◆ WORK REQUEST
Say how many lines of the records include the string "dropped". Nothing else belongs in the answer.

### AVAILABLE DATA ###

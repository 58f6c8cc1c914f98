// Copyright 2025 Lablup Inc. and Jeongkyu Shin
//
// Licensed under the Apache License, Version 2.0 (the "License");
// you may not use this file except in compliance with the License.
// You may obtain a copy of the License at
//
//     http://www.apache.org/licenses/LICENSE-2.0
//
// Unless required by applicable law or agreed to in writing, software
// distributed under the License is distributed on an "AS IS" BASIS,
// WITHOUT WARRANTIES OR CONDITIONS OF ANY KIND, either express or implied.
// See the License for the specific language governing permissions and
// limitations under the License.

//! Server side of bssh-authkeys.
//!
//! - [`auth`]: public key authentication against authorized_keys files
//! - [`config`]: YAML configuration with environment overrides

pub mod auth;
pub mod config;
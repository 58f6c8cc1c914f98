// Copyright 2025 Lablup Inc. and Jeongkyu Shin
//
// Licensed under the Apache License, Version 2.0 (the "License");
// you may not use this file except in compliance with the License.
// You may obtain a copy of the License at
//
//     http://www.apache.org/licenses/LICENSE-2.0
//
// Unless required by applicable law or agreed to in writing, software
// distributed under the License is distributed on an "AS IS" BASIS,
// WITHOUT WARRANTIES OR CONDITIONS OF ANY KIND, either express or implied.
// See the License for the specific language governing permissions and
// limitations under the License.

use tracing_subscriber::EnvFilter;

/// Create an environment filter based on verbosity level
pub fn create_env_filter(verbosity: u8) -> EnvFilter {
    if std::env::var("RUST_LOG").is_ok() {
        EnvFilter::from_default_env()
    } else {
        match verbosity {
            0 => EnvFilter::new("bssh_authkeys=warn"),
            1 => EnvFilter::new("bssh_authkeys=info"),
            2 => EnvFilter::new("bssh_authkeys=debug"),
            _ => EnvFilter::new("bssh_authkeys=trace"),
        }
    }
}

/// Initialize console logging to stderr.
///
/// Does nothing if a global subscriber is already installed.
pub fn init_logging(verbosity: u8) {
    let filter = create_env_filter(verbosity);

    let _ = tracing_subscriber::fmt()
        .with_env_filter(filter)
        .with_target(true)
        .with_writer(std::io::stderr)
        .try_init();
}
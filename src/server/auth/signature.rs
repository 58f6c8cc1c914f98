// Copyright 2025 Lablup Inc. and Jeongkyu Shin
//
// Licensed under the Apache License, Version 2.0 (the "License");
// you may not use this file except in compliance with the License.
// You may obtain a copy of the License at
//
//     http://www.apache.org/licenses/LICENSE-2.0
//
// Unless required by applicable law or agreed to in writing, software
// distributed under the License is distributed on an "AS IS" BASIS,
// WITHOUT WARRANTIES OR CONDITIONS OF ANY KIND, either express or implied.
// See the License for the specific language governing permissions and
// limitations under the License.

//! Signature algorithms and verification.
//!
//! A signature algorithm name selects a [`SignatureType`], which in turn
//! fixes the [`KeyType`] the client's key must have. Binding the two keeps a
//! client from pairing a key with an algorithm of another family.
//!
//! Verification is behind the [`SignatureVerifier`] trait; the default
//! [`SshKeyVerifier`] uses the `ssh-key` crate.

use base64::engine::general_purpose::STANDARD_NO_PAD;
use base64::Engine;
use sha2::{Digest, Sha256};
use signature::Verifier;
use ssh_key::{Algorithm, PublicKey, Signature};

use super::wire::PayloadReader;
use crate::shared::error::DecodeError;

/// Security key flag: user presence was tested.
pub const SK_USER_PRESENCE_REQD: u8 = 0x01;
/// Security key flag: user verification was performed.
pub const SK_USER_VERIFICATION_REQD: u8 = 0x04;

/// Supported signature algorithms.
#[derive(Debug, Clone, Copy, PartialEq, Eq, Hash)]
pub enum SignatureType {
    /// `ssh-ed25519`
    Ed25519,
    /// `sk-ssh-ed25519@openssh.com`
    SkEd25519,
    /// `ssh-rsa` (SHA-1)
    RsaSha1,
    /// `rsa-sha2-256`
    RsaSha256,
    /// `rsa-sha2-512`
    RsaSha512,
    /// `ecdsa-sha2-nistp256`
    EcdsaP256,
    /// `ecdsa-sha2-nistp384`
    EcdsaP384,
    /// `ecdsa-sha2-nistp521`
    EcdsaP521,
    /// `sk-ecdsa-sha2-nistp256@openssh.com`
    SkEcdsaP256,
}

impl SignatureType {
    const ALL: [SignatureType; 9] = [
        SignatureType::Ed25519,
        SignatureType::SkEd25519,
        SignatureType::RsaSha1,
        SignatureType::RsaSha256,
        SignatureType::RsaSha512,
        SignatureType::EcdsaP256,
        SignatureType::EcdsaP384,
        SignatureType::EcdsaP521,
        SignatureType::SkEcdsaP256,
    ];

    /// Resolve a wire algorithm name. Unknown names yield `None`.
    pub fn from_name(name: &[u8]) -> Option<Self> {
        Self::ALL
            .into_iter()
            .find(|sig_type| sig_type.name().as_bytes() == name)
    }

    /// The wire algorithm name.
    pub fn name(&self) -> &'static str {
        match self {
            SignatureType::Ed25519 => "ssh-ed25519",
            SignatureType::SkEd25519 => "sk-ssh-ed25519@openssh.com",
            SignatureType::RsaSha1 => "ssh-rsa",
            SignatureType::RsaSha256 => "rsa-sha2-256",
            SignatureType::RsaSha512 => "rsa-sha2-512",
            SignatureType::EcdsaP256 => "ecdsa-sha2-nistp256",
            SignatureType::EcdsaP384 => "ecdsa-sha2-nistp384",
            SignatureType::EcdsaP521 => "ecdsa-sha2-nistp521",
            SignatureType::SkEcdsaP256 => "sk-ecdsa-sha2-nistp256@openssh.com",
        }
    }

    /// The key type that signs with this algorithm.
    pub fn key_type(&self) -> KeyType {
        match self {
            SignatureType::Ed25519 => KeyType::Ed25519,
            SignatureType::SkEd25519 => KeyType::SkEd25519,
            SignatureType::RsaSha1 | SignatureType::RsaSha256 | SignatureType::RsaSha512 => {
                KeyType::Rsa
            }
            SignatureType::EcdsaP256 => KeyType::EcdsaP256,
            SignatureType::EcdsaP384 => KeyType::EcdsaP384,
            SignatureType::EcdsaP521 => KeyType::EcdsaP521,
            SignatureType::SkEcdsaP256 => KeyType::SkEcdsaP256,
        }
    }

    /// Returns `true` for FIDO security key algorithms.
    pub fn is_security_key(&self) -> bool {
        self.key_type().is_security_key()
    }
}

/// Public key types.
#[derive(Debug, Clone, Copy, PartialEq, Eq, Hash)]
pub enum KeyType {
    /// `ssh-ed25519`
    Ed25519,
    /// `sk-ssh-ed25519@openssh.com`
    SkEd25519,
    /// `ssh-rsa`
    Rsa,
    /// `ecdsa-sha2-nistp256`
    EcdsaP256,
    /// `ecdsa-sha2-nistp384`
    EcdsaP384,
    /// `ecdsa-sha2-nistp521`
    EcdsaP521,
    /// `sk-ecdsa-sha2-nistp256@openssh.com`
    SkEcdsaP256,
}

impl KeyType {
    /// The key algorithm name, as found in key blobs and authorized_keys.
    pub fn name(&self) -> &'static str {
        match self {
            KeyType::Ed25519 => "ssh-ed25519",
            KeyType::SkEd25519 => "sk-ssh-ed25519@openssh.com",
            KeyType::Rsa => "ssh-rsa",
            KeyType::EcdsaP256 => "ecdsa-sha2-nistp256",
            KeyType::EcdsaP384 => "ecdsa-sha2-nistp384",
            KeyType::EcdsaP521 => "ecdsa-sha2-nistp521",
            KeyType::SkEcdsaP256 => "sk-ecdsa-sha2-nistp256@openssh.com",
        }
    }

    /// Returns `true` for FIDO security key types.
    pub fn is_security_key(&self) -> bool {
        matches!(self, KeyType::SkEd25519 | KeyType::SkEcdsaP256)
    }
}

/// Human-readable fingerprint of a key blob: `SHA256:` followed by the
/// unpadded base64 digest, as printed by OpenSSH.
pub fn fingerprint(key_blob: &[u8]) -> String {
    let digest = Sha256::digest(key_blob);
    format!("SHA256:{}", STANDARD_NO_PAD.encode(digest))
}

/// Decode a public key blob and check it is of the `expected` type.
pub fn decode_public_key(key_blob: &[u8], expected: KeyType) -> Result<PublicKey, DecodeError> {
    let key =
        PublicKey::from_bytes(key_blob).map_err(|e| DecodeError::InvalidKey(e.to_string()))?;

    let found = key.algorithm();
    if found.as_str() != expected.name() {
        return Err(DecodeError::KeyTypeMismatch {
            expected: expected.name().to_string(),
            found: found.as_str().to_string(),
        });
    }

    Ok(key)
}

/// A signature blob split into its fields.
#[derive(Debug, Clone, PartialEq, Eq)]
pub struct SignatureBlob<'a> {
    /// Algorithm name inside the blob.
    pub algorithm: &'a [u8],
    /// Raw signature bytes.
    pub data: &'a [u8],
    /// Security key flags and counter, for `sk-*` algorithms.
    pub security_key: Option<(u8, u32)>,
}

impl<'a> SignatureBlob<'a> {
    /// Parse `string algorithm, string signature[, byte flags, uint32 counter]`.
    pub fn parse(blob: &'a [u8], sig_type: SignatureType) -> Result<Self, DecodeError> {
        let mut reader = PayloadReader::new(blob);
        let algorithm = reader.get_string("signature algorithm")?;
        let data = reader.get_string("signature")?;

        let security_key = if sig_type.is_security_key() {
            let flags = reader.get_byte("security key flags")?;
            let counter = reader.get_u32("security key counter")?;
            Some((flags, counter))
        } else {
            None
        };

        Ok(Self {
            algorithm,
            data,
            security_key,
        })
    }
}

/// Verifies public key signatures.
pub trait SignatureVerifier: Send + Sync {
    /// Returns `true` if `signature` (an SSH signature blob) by `key` over
    /// `signed_data` is valid for `sig_type`.
    ///
    /// For security key algorithms, every flag bit in `sk_flags_mask` must
    /// be set in the signature's flags.
    fn verify(
        &self,
        key: &PublicKey,
        sig_type: SignatureType,
        signature: &[u8],
        signed_data: &[u8],
        sk_flags_mask: u8,
    ) -> bool;
}

/// [`SignatureVerifier`] backed by the `ssh-key` crate.
#[derive(Debug, Clone, Copy, Default)]
pub struct SshKeyVerifier;

impl SignatureVerifier for SshKeyVerifier {
    fn verify(
        &self,
        key: &PublicKey,
        sig_type: SignatureType,
        signature: &[u8],
        signed_data: &[u8],
        sk_flags_mask: u8,
    ) -> bool {
        let blob = match SignatureBlob::parse(signature, sig_type) {
            Ok(blob) => blob,
            Err(e) => {
                tracing::debug!(error = %e, "Malformed signature blob");
                return false;
            }
        };

        if blob.algorithm != sig_type.name().as_bytes() {
            tracing::debug!(
                expected = sig_type.name(),
                found = %String::from_utf8_lossy(blob.algorithm),
                "Signature algorithm does not match request"
            );
            return false;
        }

        let mut data = blob.data.to_vec();
        if let Some((flags, counter)) = blob.security_key {
            if flags & sk_flags_mask != sk_flags_mask {
                tracing::debug!(
                    flags = flags,
                    required = sk_flags_mask,
                    "Security key flags do not satisfy policy"
                );
                return false;
            }
            data.push(flags);
            data.extend_from_slice(&counter.to_be_bytes());
        }

        let signature = match Algorithm::new(sig_type.name())
            .and_then(|algorithm| Signature::new(algorithm, data))
        {
            Ok(signature) => signature,
            Err(e) => {
                tracing::debug!(error = %e, "Unusable signature");
                return false;
            }
        };

        match Verifier::verify(key.key_data(), signed_data, &signature) {
            Ok(()) => true,
            Err(e) => {
                tracing::trace!(error = %e, "Signature verification failed");
                false
            }
        }
    }
}
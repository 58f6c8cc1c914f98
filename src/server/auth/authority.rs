// Copyright 2025 Lablup Inc. and Jeongkyu Shin
//
// Licensed under the Apache License, Version 2.0 (the "License");
// you may not use this file except in compliance with the License.
// You may obtain a copy of the License at
//
//     http://www.apache.org/licenses/LICENSE-2.0
//
// Unless required by applicable law or agreed to in writing, software
// distributed under the License is distributed on an "AS IS" BASIS,
// WITHOUT WARRANTIES OR CONDITIONS OF ANY KIND, either express or implied.
// See the License for the specific language governing permissions and
// limitations under the License.

//! External key authorities.
//!
//! A [`KeyAuthority`] is an alternate source of authorization decisions,
//! consulted before the authorized_keys file. Typical backends ask a
//! directory service or a certificate store. A session holds at most one.
//!
//! # Implementing KeyAuthority
//!
//! ```
//! use bssh_authkeys::server::auth::KeyAuthority;
//! use bssh_authkeys::shared::AuthResult;
//!
//! struct DenyAll;
//!
//! impl KeyAuthority for DenyAll {
//!     fn check_key(&mut self, _algo: &str, _blob: &[u8], _user: &str) -> AuthResult {
//!         AuthResult::Reject
//!     }
//! }
//! ```

use crate::shared::auth_types::AuthResult;

/// Alternate authorization backend for public keys.
///
/// An authority is per session and may keep state between calls, e.g. the
/// identity it resolved for an accepted key.
pub trait KeyAuthority: Send {
    /// Decide whether `key_blob` (of key algorithm `key_algo`) may log in
    /// as `username`.
    fn check_key(&mut self, key_algo: &str, key_blob: &[u8], username: &str) -> AuthResult;

    /// Options to apply to the key accepted by the last `check_key`, in
    /// authorized_keys option syntax.
    fn options(&self) -> Option<String> {
        None
    }

    /// The signature for the accepted key was verified.
    fn notify_success(&mut self) {}
}

/// An authority backed by a fixed list of keys.
#[derive(Debug, Clone, Default)]
pub struct StaticKeyAuthority {
    entries: Vec<StaticEntry>,
    accepted: Option<usize>,
    successes: usize,
}

#[derive(Debug, Clone)]
struct StaticEntry {
    username: String,
    key_blob: Vec<u8>,
    options: Option<String>,
}

impl StaticKeyAuthority {
    pub fn new() -> Self {
        Self::default()
    }

    /// Authorize `key_blob` for `username`, optionally with options.
    pub fn with_key(
        mut self,
        username: impl Into<String>,
        key_blob: impl Into<Vec<u8>>,
        options: Option<&str>,
    ) -> Self {
        self.entries.push(StaticEntry {
            username: username.into(),
            key_blob: key_blob.into(),
            options: options.map(str::to_string),
        });
        self
    }

    /// Number of verified logins reported through
    /// [`KeyAuthority::notify_success`].
    pub fn successes(&self) -> usize {
        self.successes
    }
}

impl KeyAuthority for StaticKeyAuthority {
    fn check_key(&mut self, key_algo: &str, key_blob: &[u8], username: &str) -> AuthResult {
        self.accepted = self
            .entries
            .iter()
            .position(|entry| entry.username == username && entry.key_blob == key_blob);

        tracing::debug!(
            user = %username,
            algorithm = %key_algo,
            accepted = self.accepted.is_some(),
            "Static key authority checked key"
        );
        AuthResult::from(self.accepted.is_some())
    }

    fn options(&self) -> Option<String> {
        self.accepted
            .and_then(|index| self.entries.get(index))
            .and_then(|entry| entry.options.clone())
    }

    fn notify_success(&mut self) {
        self.successes += 1;
    }
}
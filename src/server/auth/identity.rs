// Copyright 2025 Lablup Inc. and Jeongkyu Shin
//
// Licensed under the Apache License, Version 2.0 (the "License");
// you may not use this file except in compliance with the License.
// You may obtain a copy of the License at
//
//     http://www.apache.org/licenses/LICENSE-2.0
//
// Unless required by applicable law or agreed to in writing, software
// distributed under the License is distributed on an "AS IS" BASIS,
// WITHOUT WARRANTIES OR CONDITIONS OF ANY KIND, either express or implied.
// See the License for the specific language governing permissions and
// limitations under the License.

//! Scoped effective-identity switch.
//!
//! While an [`IdentityGuard`] is alive the process runs with the account's
//! effective uid and gid, so file checks see exactly what the account
//! itself may access. The original identity comes back when the guard is
//! released or dropped. If it cannot be restored the process aborts.
//!
//! The switch is process-wide: only one guard may exist at a time.

use std::sync::atomic::{AtomicBool, Ordering};

use nix::unistd::{getegid, geteuid, setegid, seteuid, Gid, Uid};

use crate::shared::error::PrivilegeError;

static SWITCHED: AtomicBool = AtomicBool::new(false);

/// Holds the account identity until released.
#[derive(Debug)]
#[must_use = "the original identity is restored when the guard is dropped"]
pub struct IdentityGuard {
    original: Option<(Uid, Gid)>,
}

impl IdentityGuard {
    /// Switch the effective gid, then the effective uid, to the account's.
    pub fn assume(uid: u32, gid: u32) -> Result<Self, PrivilegeError> {
        if SWITCHED.swap(true, Ordering::SeqCst) {
            return Err(PrivilegeError::AlreadySwitched);
        }

        let original = (geteuid(), getegid());

        if let Err(source) = setegid(Gid::from_raw(gid)) {
            SWITCHED.store(false, Ordering::SeqCst);
            return Err(PrivilegeError::SetGid { gid, source });
        }

        // From here on the guard owns the restore, including the partial
        // switch if seteuid fails below.
        let guard = Self {
            original: Some(original),
        };

        if let Err(source) = seteuid(Uid::from_raw(uid)) {
            drop(guard);
            return Err(PrivilegeError::SetUid { uid, source });
        }

        tracing::trace!(uid = uid, gid = gid, "Assumed account identity");
        Ok(guard)
    }

    /// A guard that switches nothing, for servers running without the
    /// identity switch.
    pub fn unchanged() -> Self {
        Self { original: None }
    }

    /// Returns `true` while the account identity is in effect.
    pub fn is_switched(&self) -> bool {
        self.original.is_some()
    }

    /// Restore the original identity now.
    pub fn release(mut self) {
        self.restore();
    }

    fn restore(&mut self) {
        let Some((uid, gid)) = self.original.take() else {
            return;
        };

        if let Err(e) = seteuid(uid).and_then(|()| setegid(gid)) {
            tracing::error!(
                uid = uid.as_raw(),
                gid = gid.as_raw(),
                error = %e,
                "Failed to restore effective identity, aborting"
            );
            std::process::abort();
        }

        SWITCHED.store(false, Ordering::SeqCst);
        tracing::trace!("Restored original identity");
    }
}

impl Drop for IdentityGuard {
    fn drop(&mut self) {
        self.restore();
    }
}

#[cfg(test)]
mod tests {
    use super::*;
    use nix::unistd::{getgid, getuid};
    use serial_test::serial;

    #[test]
    #[serial]
    fn test_assume_own_identity() {
        let uid = getuid().as_raw();
        let gid = getgid().as_raw();

        let guard = IdentityGuard::assume(uid, gid).unwrap();
        assert!(guard.is_switched());
        assert_eq!(geteuid().as_raw(), uid);
        guard.release();

        assert_eq!(geteuid(), getuid());
        assert_eq!(getegid(), getgid());
    }

    #[test]
    #[serial]
    fn test_guard_is_not_reentrant() {
        let guard = IdentityGuard::assume(getuid().as_raw(), getgid().as_raw()).unwrap();
        assert!(matches!(
            IdentityGuard::assume(getuid().as_raw(), getgid().as_raw()),
            Err(PrivilegeError::AlreadySwitched)
        ));
        drop(guard);

        // Released on drop, so a new switch is possible.
        IdentityGuard::assume(getuid().as_raw(), getgid().as_raw())
            .unwrap()
            .release();
    }

    #[test]
    #[serial]
    fn test_assume_foreign_identity_fails_unprivileged() {
        if getuid().is_root() {
            return;
        }
        let gid = getgid().as_raw().wrapping_add(4242);
        let err = IdentityGuard::assume(getuid().as_raw().wrapping_add(4242), gid).unwrap_err();
        assert!(matches!(err, PrivilegeError::SetGid { .. }));

        // A failed switch leaves nothing behind.
        IdentityGuard::assume(getuid().as_raw(), getgid().as_raw())
            .unwrap()
            .release();
    }

    #[test]
    fn test_unchanged_guard() {
        let guard = IdentityGuard::unchanged();
        assert!(!guard.is_switched());
        guard.release();
    }
}
// Copyright 2025 Lablup Inc. and Jeongkyu Shin
//
// Licensed under the Apache License, Version 2.0 (the "License");
// you may not use this file except in compliance with the License.
// You may obtain a copy of the License at
//
//     http://www.apache.org/licenses/LICENSE-2.0
//
// Unless required by applicable law or agreed to in writing, software
// distributed under the License is distributed on an "AS IS" BASIS,
// WITHOUT WARRANTIES OR CONDITIONS OF ANY KIND, either express or implied.
// See the License for the specific language governing permissions and
// limitations under the License.

//! Ownership and mode checks along the path to an authorized_keys file.
//!
//! Every component from the keys file up to the account's home directory
//! (or up to `/` for files outside it) must be owned by root or the account
//! and must not be group- or world-writable. Otherwise another local user
//! could replace or edit the file through a writable ancestor.

use std::collections::HashSet;
use std::os::unix::fs::MetadataExt;
use std::path::{Path, PathBuf};

const GROUP_OTHER_WRITE: u32 = 0o022;

/// Verdict for one path component.
#[derive(Debug, Clone, PartialEq, Eq)]
pub struct PathPermission {
    pub path: PathBuf,
    /// Owned by root or the account.
    pub owner_ok: bool,
    /// Not writable by group or others.
    pub write_ok: bool,
}

impl PathPermission {
    /// Stat `path` (following symlinks) and judge it for account `uid`.
    /// Returns `None` when the path cannot be inspected.
    pub fn check(path: &Path, uid: u32) -> Option<Self> {
        let metadata = match std::fs::metadata(path) {
            Ok(metadata) => metadata,
            Err(e) => {
                tracing::trace!(path = %path.display(), error = %e, "Cannot stat path");
                return None;
            }
        };

        Some(Self {
            path: path.to_path_buf(),
            owner_ok: metadata.uid() == 0 || metadata.uid() == uid,
            write_ok: metadata.mode() & GROUP_OTHER_WRITE == 0,
        })
    }

    pub fn is_ok(&self) -> bool {
        self.owner_ok && self.write_ok
    }
}

/// Paths already reported during a session.
#[derive(Debug, Default)]
pub struct PermissionWarnings {
    warned: HashSet<PathBuf>,
}

impl PermissionWarnings {
    pub fn new() -> Self {
        Self::default()
    }

    /// Record `path`; returns `true` the first time it is seen.
    pub fn first_report(&mut self, path: &Path) -> bool {
        self.warned.insert(path.to_path_buf())
    }

    pub fn is_empty(&self) -> bool {
        self.warned.is_empty()
    }
}

/// Components checked for `keys_file`: the file, then each ancestor up to
/// and including `home_dir`, or up to `/`.
pub fn walk_path(keys_file: &Path, home_dir: &Path) -> Vec<PathBuf> {
    let mut components = Vec::new();
    for path in keys_file.ancestors() {
        if path.as_os_str().is_empty() {
            break;
        }
        components.push(path.to_path_buf());
        if path == home_dir || path == Path::new("/") {
            break;
        }
    }
    components
}

/// Check every component of the path to `keys_file`.
///
/// The walk does not stop at the first bad component, so each one gets
/// reported. Returns `true` only if all components pass.
pub fn validate_path(
    keys_file: &Path,
    home_dir: &Path,
    uid: u32,
    warnings: &mut PermissionWarnings,
) -> bool {
    let mut ok = true;

    for path in walk_path(keys_file, home_dir) {
        match PathPermission::check(&path, uid) {
            Some(verdict) if verdict.is_ok() => {}
            Some(verdict) => {
                ok = false;
                if warnings.first_report(&verdict.path) {
                    tracing::info!(
                        path = %verdict.path.display(),
                        owner_ok = verdict.owner_ok,
                        write_ok = verdict.write_ok,
                        "Path must be owned by user or root, and not writable by group or others"
                    );
                }
            }
            None => ok = false,
        }
    }

    ok
}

###

◆ RESULT BELOW
2